The girls were eventually brought to the U.S. When Mary Hilton died, her daughter Edith and son-in-law Myer Myers took control of the 11-year-old twins, The Dallas Morning News reported in 2018.
“We were [lonely], rich girls who were really paupers living in slavery,” Daisy Hilton said of their time under Myers’ control, according to Messy Nessy.
Newfound freedom
It wasn’t until 1931 at the age of 23 that Daisy and Violet found some independence after suing Myers to break off their performance contract. They received a $100,000 settlement in return, a mere “fraction of what they had earned,” according to the N.C. DNCR.
$100,000 in 1931 is roughly the equivalent of $1.7 million today.

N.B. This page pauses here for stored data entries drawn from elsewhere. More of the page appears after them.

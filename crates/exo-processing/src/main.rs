//! CLI entry point for the catalog preprocessing pipeline.

use anyhow::{anyhow, Result};
use clap::{Parser, ValueEnum};
use exo_processing::{OutlierMode, Pipeline, PipelineConfig, DEFAULT_SOURCE_PATH};
use polars::prelude::*;
use std::path::Path;
use tracing::{info, warn};

/// CLI-compatible outlier mode enum
#[derive(Debug, Clone, Copy, ValueEnum)]
enum CliOutlierMode {
    /// Filter columns in order, recomputing bounds after each removal pass
    Sequential,
    /// Compute all bounds on the original table and apply them at once
    Simultaneous,
}

impl From<CliOutlierMode> for OutlierMode {
    fn from(cli: CliOutlierMode) -> Self {
        match cli {
            CliOutlierMode::Sequential => OutlierMode::Sequential,
            CliOutlierMode::Simultaneous => OutlierMode::Simultaneous,
        }
    }
}

#[derive(Parser, Debug)]
#[command(
    version,
    about = "Exoplanet Catalog Preprocessing Pipeline",
    long_about = "Cleans an exoplanet catalog and derives analysis columns.\n\n\
                  EXAMPLES:\n  \
                  # Process the default catalog location\n  \
                  exo-processing\n\n  \
                  # Explicit input and processed output\n  \
                  exo-processing -i catalog.csv -o processed.csv\n\n  \
                  # Machine-readable run summary\n  \
                  exo-processing --summary-json | jq .rows_after"
)]
struct Args {
    /// Path to the catalog CSV file
    ///
    /// A missing file is not an error: the pipeline falls back to a seeded
    /// synthetic catalog
    #[arg(short, long, default_value = DEFAULT_SOURCE_PATH)]
    input: String,

    /// Write the processed table to this CSV file
    #[arg(short, long)]
    output: Option<String>,

    /// Log level (trace, debug, info, warn, error)
    #[arg(short, long, default_value = "info")]
    log_level: String,

    /// Suppress progress output (only show warnings and the final summary)
    #[arg(short, long)]
    quiet: bool,

    /// Print the run summary as JSON to stdout instead of the human-readable
    /// report
    ///
    /// Disables all logging so stdout carries only the JSON
    #[arg(long)]
    summary_json: bool,

    /// How outlier bounds are combined across the filtered columns
    #[arg(long, value_enum, default_value = "sequential")]
    outlier_mode: CliOutlierMode,

    /// Rows generated when the input file is absent
    #[arg(long, default_value = "500")]
    synthetic_rows: usize,

    /// RNG seed for the synthetic fallback catalog
    #[arg(long, default_value = "42")]
    synthetic_seed: u64,
}

/// Initialize the tracing subscriber for logging.
///
/// When `json_output` is true, logging is completely disabled to ensure
/// only JSON is written to stdout.
fn init_logging(level: &str, quiet: bool, json_output: bool) {
    if json_output {
        return;
    }

    use tracing_subscriber::EnvFilter;

    let effective_level = if quiet { "warn" } else { level };

    let filter =
        EnvFilter::try_from_default_env().unwrap_or_else(|_| EnvFilter::new(effective_level));

    tracing_subscriber::fmt()
        .with_env_filter(filter)
        .with_target(false)
        .init();
}

fn main() -> Result<()> {
    let args = Args::parse();
    init_logging(&args.log_level, args.quiet, args.summary_json);

    if !Path::new(&args.input).exists() {
        warn!(
            "Input file '{}' not found; a synthetic catalog will be used",
            args.input
        );
    }

    let config = PipelineConfig::builder()
        .source_path(&args.input)
        .outlier_mode(args.outlier_mode.into())
        .synthetic_rows(args.synthetic_rows)
        .synthetic_seed(args.synthetic_seed)
        .build()
        .map_err(|e| anyhow!("Invalid configuration: {e}"))?;

    let output = Pipeline::new(config)
        .run()
        .map_err(|e| anyhow!("Pipeline failed: {e}"))?;

    if let Some(ref path) = args.output {
        write_output_csv(&output.df, path)?;
        info!("Processed table written to: {}", path);
    }

    if args.summary_json {
        println!("{}", serde_json::to_string_pretty(&output.summary)?);
    } else {
        print_summary(&output);
    }

    Ok(())
}

/// Write the processed table as CSV.
fn write_output_csv(df: &DataFrame, path: &str) -> Result<()> {
    if let Some(parent) = Path::new(path).parent() {
        if !parent.as_os_str().is_empty() && !parent.exists() {
            std::fs::create_dir_all(parent)?;
        }
    }
    let mut file = std::fs::File::create(path)?;
    CsvWriter::new(&mut file)
        .include_header(true)
        .finish(&mut df.clone())
        .map_err(|e| anyhow!("Failed to write output CSV: {e}"))?;
    Ok(())
}

/// Print a human-readable summary of the run.
///
/// This uses `println!` intentionally: it is the primary output of the tool
/// and should be visible regardless of log level settings.
fn print_summary(output: &exo_processing::PipelineOutput) {
    let summary = &output.summary;

    println!();
    println!("{}", "=".repeat(80));
    println!("CATALOG PREPROCESSING COMPLETE");
    println!("{}", "=".repeat(80));
    println!();

    println!("Source: {:?}", output.source);
    println!(
        "Rows:    {} -> {} ({} removed)",
        summary.rows_before,
        summary.rows_after,
        summary.rows_before - summary.rows_after
    );
    println!(
        "Columns: {} -> {} ({} added)",
        summary.columns_before,
        summary.columns_after,
        summary.columns_after - summary.columns_before
    );
    println!("Duration: {}ms", summary.duration_ms);
    println!();

    println!("Steps:");
    for step in &summary.steps {
        println!("  - {step}");
    }
    println!();
    println!("Use --summary-json for machine-readable output");
    println!("{}", "=".repeat(80));
}
//! Schema normalization stage.
//!
//! Mirrors every short archive code into its descriptive name. The rename is
//! additive: the original column stays queryable, the descriptive twin is a
//! copy. No row is added, removed, or reordered, and re-running the stage is
//! a no-op beyond refreshing the copies (renaming is not cumulative).

use crate::error::Result;
use crate::schema::CATALOG_SCHEMA;
use polars::prelude::*;
use tracing::debug;

/// Applies the fixed code-to-descriptive-name mapping.
pub struct SchemaNormalizer;

impl SchemaNormalizer {
    /// Copy every schema column under its descriptive name.
    pub fn normalize(df: &mut DataFrame, processing_steps: &mut Vec<String>) -> Result<()> {
        let mut copied = 0;
        for spec in &CATALOG_SCHEMA {
            let Ok(column) = df.column(spec.code) else {
                continue;
            };
            let series = column
                .as_materialized_series()
                .clone()
                .with_name(spec.name.into());
            df.with_column(series)?;
            debug!("Mirrored '{}' as '{}'", spec.code, spec.name);
            copied += 1;
        }

        processing_steps.push(format!(
            "Normalized {copied} catalog codes to descriptive names"
        ));
        Ok(())
    }
}

#[cfg(test)]
mod tests {
    use super::*;

    fn sample_df() -> DataFrame {
        df![
            "pl_name" => ["Kepler-22 b", "Kepler-452 b"],
            "st_teff" => [5518.0, 5757.0],
        ]
        .unwrap()
    }

    #[test]
    fn test_normalize_is_additive() {
        let mut df = sample_df();
        let mut steps = Vec::new();

        SchemaNormalizer::normalize(&mut df, &mut steps).unwrap();

        // Both names queryable, values identical
        assert!(df.column("st_teff").is_ok());
        let mirrored = df.column("star_temperature_kelvin").unwrap();
        assert_eq!(mirrored.get(0).unwrap().try_extract::<f64>().unwrap(), 5518.0);
        assert!(steps[0].contains("Normalized"));
    }

    #[test]
    fn test_normalize_preserves_rows_and_order() {
        let mut df = sample_df();
        let mut steps = Vec::new();

        SchemaNormalizer::normalize(&mut df, &mut steps).unwrap();

        assert_eq!(df.height(), 2);
        let names = df.column("planet_name").unwrap();
        assert!(names.get(0).unwrap().to_string().contains("Kepler-22 b"));
        assert!(names.get(1).unwrap().to_string().contains("Kepler-452 b"));
    }

    #[test]
    fn test_normalize_is_idempotent() {
        let mut once = sample_df();
        let mut steps = Vec::new();
        SchemaNormalizer::normalize(&mut once, &mut steps).unwrap();

        let mut twice = once.clone();
        SchemaNormalizer::normalize(&mut twice, &mut steps).unwrap();

        assert!(once.equals(&twice));
        assert_eq!(once.width(), twice.width());
    }

    #[test]
    fn test_normalize_skips_absent_codes() {
        let mut df = df!["unrelated" => [1.0]].unwrap();
        let mut steps = Vec::new();

        SchemaNormalizer::normalize(&mut df, &mut steps).unwrap();

        assert_eq!(df.width(), 1);
        assert!(steps[0].contains("Normalized 0"));
    }
}
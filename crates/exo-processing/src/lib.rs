//! Exoplanet Catalog Preprocessing Library
//!
//! A deterministic preprocessing and feature-engineering pipeline for
//! exoplanet catalog tables, built with Rust and Polars.
//!
//! # Overview
//!
//! The pipeline runs five stages over one table, strictly in order:
//!
//! - **Loading**: parse the catalog CSV, or synthesize a seeded placeholder
//!   catalog when no file is present
//! - **Schema Normalization**: mirror short archive codes (`pl_rade`,
//!   `st_teff`, ...) into descriptive column names, additively
//! - **Missing-Value Resolution**: median or column-default imputation based
//!   on the missingness ratio, plus table-wide float rounding
//! - **Outlier Removal**: IQR-based row exclusion over a fixed, ordered
//!   column list
//! - **Feature Derivation**: habitability score, spectral classification,
//!   mass ratio, energy proxy, and safe log transforms as appended columns
//!
//! Outputs are memoized per source, so repeated requests in one process
//! reuse a single computed table.
//!
//! # Quick Start
//!
//! ```rust,ignore
//! use exo_processing::load_data;
//!
//! // Runs the pipeline once per process; later calls hit the cache.
//! let output = load_data()?;
//! println!("{} rows, source: {:?}", output.df.height(), output.source);
//!
//! let habitability = output.df.column("planet_habitability_score")?;
//! ```
//!
//! # Configuration
//!
//! The defaults match the published catalog layout; use
//! [`PipelineConfig::builder()`] to point the pipeline elsewhere or tune the
//! thresholds:
//!
//! ```rust,ignore
//! use exo_processing::{Pipeline, PipelineConfig, OutlierMode};
//!
//! let config = PipelineConfig::builder()
//!     .source_path("catalogs/candidates.csv")
//!     .missing_ratio_threshold(0.15)
//!     .outlier_mode(OutlierMode::Simultaneous)
//!     .build()?;
//!
//! let output = Pipeline::new(config).run()?;
//! for step in &output.summary.steps {
//!     println!("- {step}");
//! }
//! ```

pub mod cache;
pub mod config;
pub mod error;
pub mod loader;
pub mod pipeline;
pub mod schema;
pub mod synthetic;
pub mod types;
pub mod utils;

// Re-exports for convenient access
pub use cache::{load_data, PipelineCache};
pub use config::{
    ConfigValidationError, OutlierMode, PipelineConfig, PipelineConfigBuilder, DEFAULT_SOURCE_PATH,
};
pub use error::{CatalogError, Result, ResultExt};
pub use loader::{CatalogLoader, LoadedCatalog};
pub use pipeline::{
    FeatureEngine, MissingValueResolver, OutlierFilter, Pipeline, SchemaNormalizer,
};
pub use schema::{ColumnSpec, SemanticType, CATALOG_SCHEMA, LOG_TRANSFORMS, OUTLIER_COLUMNS};
pub use types::{DataSource, PipelineOutput, RunSummary};
//! Missing-value resolution stage.
//!
//! Policy per numeric column: non-finite entries are first normalized to
//! nulls, then the missing ratio decides the fill. At or below the threshold
//! (10% by default) the column's median over present values is used; above
//! it, a column-specific default applies. High-missingness catalog columns
//! are assumed not missing-at-random, so a fixed default is preferred over
//! median-imputation bias there. Categorical columns always fill with
//! "Unknown".
//!
//! After imputation every float column is rounded to two decimals,
//! table-wide, to normalize downstream display.

use crate::config::PipelineConfig;
use crate::error::Result;
use crate::schema::{default_fill_for, DefaultFill};
use crate::utils::{
    fill_numeric_nulls, fill_string_nulls, is_float_dtype, is_numeric_dtype, missing_ratio,
    normalize_non_finite, round_series,
};
use polars::prelude::*;
use tracing::{debug, warn};

/// Resolves every missing entry in the catalog table.
pub struct MissingValueResolver;

impl MissingValueResolver {
    /// Impute all numeric and categorical columns, then apply the table-wide
    /// float rounding. After this stage no column holds a null or a
    /// non-finite value.
    pub fn resolve(
        df: &mut DataFrame,
        config: &PipelineConfig,
        processing_steps: &mut Vec<String>,
    ) -> Result<()> {
        let column_names: Vec<String> = df
            .get_column_names()
            .iter()
            .map(|s| s.to_string())
            .collect();

        for col_name in &column_names {
            let dtype = df.column(col_name)?.dtype().clone();
            if is_numeric_dtype(&dtype) {
                Self::resolve_numeric(df, col_name, config, processing_steps)?;
            } else if matches!(dtype, DataType::String) {
                Self::resolve_categorical(df, col_name, processing_steps)?;
            }
        }

        Self::round_float_columns(df, config.float_decimals, processing_steps)?;
        Ok(())
    }

    /// Impute one numeric column per the ratio policy.
    fn resolve_numeric(
        df: &mut DataFrame,
        col_name: &str,
        config: &PipelineConfig,
        processing_steps: &mut Vec<String>,
    ) -> Result<()> {
        let series = df.column(col_name)?.as_materialized_series();
        let normalized = normalize_non_finite(series)?;

        let ratio = missing_ratio(&normalized);
        if ratio == 0.0 {
            // Write back anyway, the normalization widens Float32 to Float64
            df.replace(col_name, normalized)?;
            return Ok(());
        }

        let median = normalized.cast(&DataType::Float64)?.f64()?.median();

        let (fill_value, method) = if ratio <= config.missing_ratio_threshold {
            match median {
                Some(m) => (m, "median"),
                None => (0.0, "default (no values present)"),
            }
        } else {
            match default_fill_for(col_name) {
                DefaultFill::OwnMedian => match median {
                    Some(m) => (m, "own median (default)"),
                    None => (0.0, "default (no values present)"),
                },
                DefaultFill::Zero => (0.0, "default"),
            }
        };

        if median.is_none() {
            warn!("Column '{}' is entirely missing; filling with 0", col_name);
        }

        let filled = Self::fill_preserving_dtype(&normalized, fill_value)?;
        df.replace(col_name, filled)?;

        processing_steps.push(format!(
            "Filled '{}' with {}: {:.2} ({:.1}% missing)",
            col_name,
            method,
            fill_value,
            ratio * 100.0
        ));
        debug!(
            "Imputed '{}' via {} ({:.1}% missing)",
            col_name,
            method,
            ratio * 100.0
        );
        Ok(())
    }

    /// Fill nulls without widening integer columns to floats. A fractional
    /// fill value in an integer column is rounded to the nearest integer.
    fn fill_preserving_dtype(series: &Series, fill_value: f64) -> Result<Series> {
        if is_float_dtype(series.dtype()) {
            return Ok(fill_numeric_nulls(series, fill_value)?);
        }
        let filled = fill_numeric_nulls(series, fill_value.round())?;
        Ok(filled.cast(series.dtype())?)
    }

    /// Fill one categorical column with the literal "Unknown".
    fn resolve_categorical(
        df: &mut DataFrame,
        col_name: &str,
        processing_steps: &mut Vec<String>,
    ) -> Result<()> {
        let series = df.column(col_name)?.as_materialized_series();
        let null_count = series.null_count();
        if null_count == 0 {
            return Ok(());
        }

        let filled = fill_string_nulls(series, "Unknown")?;
        df.replace(col_name, filled)?;

        processing_steps.push(format!(
            "Filled '{}' with constant value: 'Unknown' ({} entries)",
            col_name, null_count
        ));
        debug!("Filled '{}' nulls with 'Unknown'", col_name);
        Ok(())
    }

    /// Round every float column to `decimals` places. Applied table-wide,
    /// not per-column: a deliberate precision-reduction step.
    fn round_float_columns(
        df: &mut DataFrame,
        decimals: u32,
        processing_steps: &mut Vec<String>,
    ) -> Result<()> {
        let column_names: Vec<String> = df
            .get_column_names()
            .iter()
            .map(|s| s.to_string())
            .collect();

        let mut rounded_cols = 0;
        for col_name in &column_names {
            let series = df.column(col_name)?.as_materialized_series();
            if !is_float_dtype(series.dtype()) {
                continue;
            }
            let rounded = round_series(series, decimals)?;
            df.replace(col_name, rounded)?;
            rounded_cols += 1;
        }

        processing_steps.push(format!(
            "Rounded {rounded_cols} float columns to {decimals} decimal places"
        ));
        Ok(())
    }
}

With their newfound freedom, the twins headed for vaudeville, a type of entertainment popular in the early 20th century that featured a variety of performers who told jokes, juggled, sang and danced.
They appeared in two films during their career: “Freaks” in 1932 and “Chained for Life” in 1950, according to the DNCR. The sisters also published an autobiography in 1942 titled “The Lives and Loves of the Hilton Sisters.”
Violet Hilton was engaged for a time to the musician Maurice Lambert. But their application for a marriage license was routinely rejected, causing the pair to eventually split up, The Dallas Morning News reported.
At least 21 states turned them down “on the grounds of gross indecency,” according to the Observer.
Violet Hilton eventually married another performer, James Moore. The couple charged 25 cents for admittance to the ceremony — which many wrote off as a publicity stunt — and later received an annulment, The Dallas Morning News reported.
Daisy Hilton was also married for a short time to the actor Harold Estep, also known as “Buddy Sawyer,” according to the newspaper. But the marriage didn’t last.
Descent into obscurity
Vaudeville and sideshows lessened in popularity after the second World War, and the Hilton sisters’ stock in life plummeted as they got older.
The pair toured drive-in theaters for a time to promote their movie “Chained for Life,” which largely flopped, according to the DNCR. They later opened a food stand in Miami, Messy Nessy wrote.
When that failed, the twins connected with Philip Morris of the Morris Costume empire in Charlotte, the Observer reported. He put them up at the Clayton Hotel and tried to arrange some bookings at theaters and shopping centers, but there weren’t many takers.
Eventually the pair found themselves behind the produce counter at the Park-N-Shop market on Wilkinson Boulevard, according to the Observer.
“Hundreds of people went through there and didn’t realize they were conjoined,” Morris told the newspaper.
Around Christmas in 1968, Daisy and Violet Hilton came down with the flu — a strain of influenza that killed about 100,000 people in the U.S., according to the Centers for Disease Control and Prevention.
The twins, then 60 years old, were found dead after friends who hadn’t heard from them for a few days convinced police to “force open the door of their cottage,” the Observer reported.
Daisy and Violet are buried together at the Forest Lawn West Cemetery on Freedom Drive in Charlotte. Their grave site is marked by a simple plaque that reads: “Daisy and Violet Hilton. 1908-1969. Beloved Siamese Twins.”